Step 2: Apply a Bucket Policy to the Destination Bucket
Okay, so far we are done with the configuration in the Source Account, now lets add the bucket policy in the destination account.
- Go to your Destination S3 bucket and on the choose the Permissions tab.
- Edit the Bucket Policy.
- Copy and Paste the below policy in the field.
{
"Version": "2012-10-17",
"Id": "PolicyForDestinationBucket",
"Statement": [
{
"Sid": "Permissions on objects and buckets",
"Effect": "Allow",
"Principal": {
"AWS": "arn:aws:iam::SourceAWSAccountNumber:role/IAM-Role-created-in-step1-in-source-account"
},
"Action": [
"s3:List*",
"s3:GetBucketVersioning",
"s3:PutBucketVersioning",
"s3:ReplicateDelete",
"s3:ReplicateObject"
],
"Resource": [
"arn:aws:s3:::destination-bucket",
"arn:aws:s3:::destination-bucket/*"
]
},
{
"Sid": "Permission to override bucket owner",
"Effect": "Allow",
"Principal": {
"AWS": "arn:aws:iam::SourceAWSAccountNumber:role/IAM-Role-created-in-step1-in-source-account"
},
"Action": "s3:ObjectOwnerOverrideToBucketOwner",
"Resource": "arn:aws:s3:::destination-bucket/*"
}
]
}
Note:
- Replace the SourceAWSAccountNumber with the Source Account ID.
- Replace IAM-Role-created-in-source-account with the Role that was created above by the Replication rule.
- Replace destination-bucket with the Name of the Destination Bucket.
Step 3 : Run Batch Operation Jobs
Now, since we are done with all the configuration, all need to be done, is to run the replcation.

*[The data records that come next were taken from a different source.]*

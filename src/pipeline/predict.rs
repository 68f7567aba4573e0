//! Inference pipeline: score a single student record against the persisted
//! preprocessor and model.

use crate::artifact;
use crate::config::ArtifactLayout;
use crate::error::{Result, ScorecastError};
use crate::model::RegressorKind;
use crate::preprocessing::Preprocessor;
use polars::prelude::*;
use serde::{Deserialize, Serialize};
use tracing::debug;

/// One student's features, matching the training schema minus the target.
#[derive(Debug, Clone, Serialize, Deserialize)]
pub struct StudentRecord {
    pub gender: String,
    pub race_ethnicity: String,
    pub parental_level_of_education: String,
    pub lunch: String,
    pub test_preparation_course: String,
    pub reading_score: i64,
    pub writing_score: i64,
}

impl StudentRecord {
    /// Build a one-row frame with the training column layout.
    pub fn to_dataframe(&self) -> Result<DataFrame> {
        let df = df!(
            "gender" => [self.gender.as_str()],
            "race_ethnicity" => [self.race_ethnicity.as_str()],
            "parental_level_of_education" => [self.parental_level_of_education.as_str()],
            "lunch" => [self.lunch.as_str()],
            "test_preparation_course" => [self.test_preparation_course.as_str()],
            "reading_score" => [self.reading_score],
            "writing_score" => [self.writing_score],
        )?;
        Ok(df)
    }
}

/// Loads the persisted artifacts once and scores records against them.
#[derive(Debug)]
pub struct PredictPipeline {
    preprocessor: Preprocessor,
    model: RegressorKind,
}

impl PredictPipeline {
    /// Load both artifacts from the layout. Fails with a missing-artifact
    /// error when training has not been run.
    pub fn load(layout: &ArtifactLayout) -> Result<Self> {
        let preprocessor: Preprocessor = artifact::load(&layout.preprocessor())?;
        let model: RegressorKind = artifact::load(&layout.model())?;
        debug!(model = model.name(), "loaded inference artifacts");
        Ok(Self {
            preprocessor,
            model,
        })
    }

    pub fn model_name(&self) -> &'static str {
        self.model.name()
    }

    /// Predict the target score for a single record.
    pub fn predict(&self, record: &StudentRecord) -> Result<f64> {
        let df = record.to_dataframe()?;
        let features = self.preprocessor.transform(&df)?;
        let predictions = self.model.predict(&features)?;
        predictions
            .first()
            .copied()
            .ok_or_else(|| ScorecastError::DataError("empty prediction output".to_string()))
    }
}

#[cfg(test)]
mod tests {
    use super::*;

    #[test]
    fn test_record_to_dataframe_shape() {
        let record = StudentRecord {
            gender: "female".to_string(),
            race_ethnicity: "group B".to_string(),
            parental_level_of_education: "bachelor's degree".to_string(),
            lunch: "standard".to_string(),
            test_preparation_course: "none".to_string(),
            reading_score: 72,
            writing_score: 74,
        };
        let df = record.to_dataframe().unwrap();
        assert_eq!(df.height(), 1);
        assert_eq!(df.width(), 7);
        assert!(df.column("reading_score").is_ok());
    }
}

- Go to your Source Account and S3 bucket and choose Batch Operations. And Create a Job.
- Keep everything as default. Choose a bucket where you want to store the Manifest file.
-
For Operation, choose Replicate, since we are replicating the S3.
-
And for Configure addtional option, you can choose to get a Completion Report, where you will get a report of all tasks including failed tasks, Or you can choose not to get the Report.
-
As for the permission, you can Choose from existing IAM roles
-
Review the Job and Run it.
- Once the Job has completed, you will be able to see if it has been completed as Success or Failure.
Step 4: Verify data on Destination Bucket.
Go to your Destination Bucket, and you will see all your data has been updated it.
Step 5 : Add new object to Source Bucket.
Now to test the continuous Backup capability, upload an object on your Source Bucket and verify on your Destination bucket, you will be able to see that the new object will also be uploaded on the destination bucket.
Conclusion :
Hope you got a clear idea how AWS S3 handles the replication.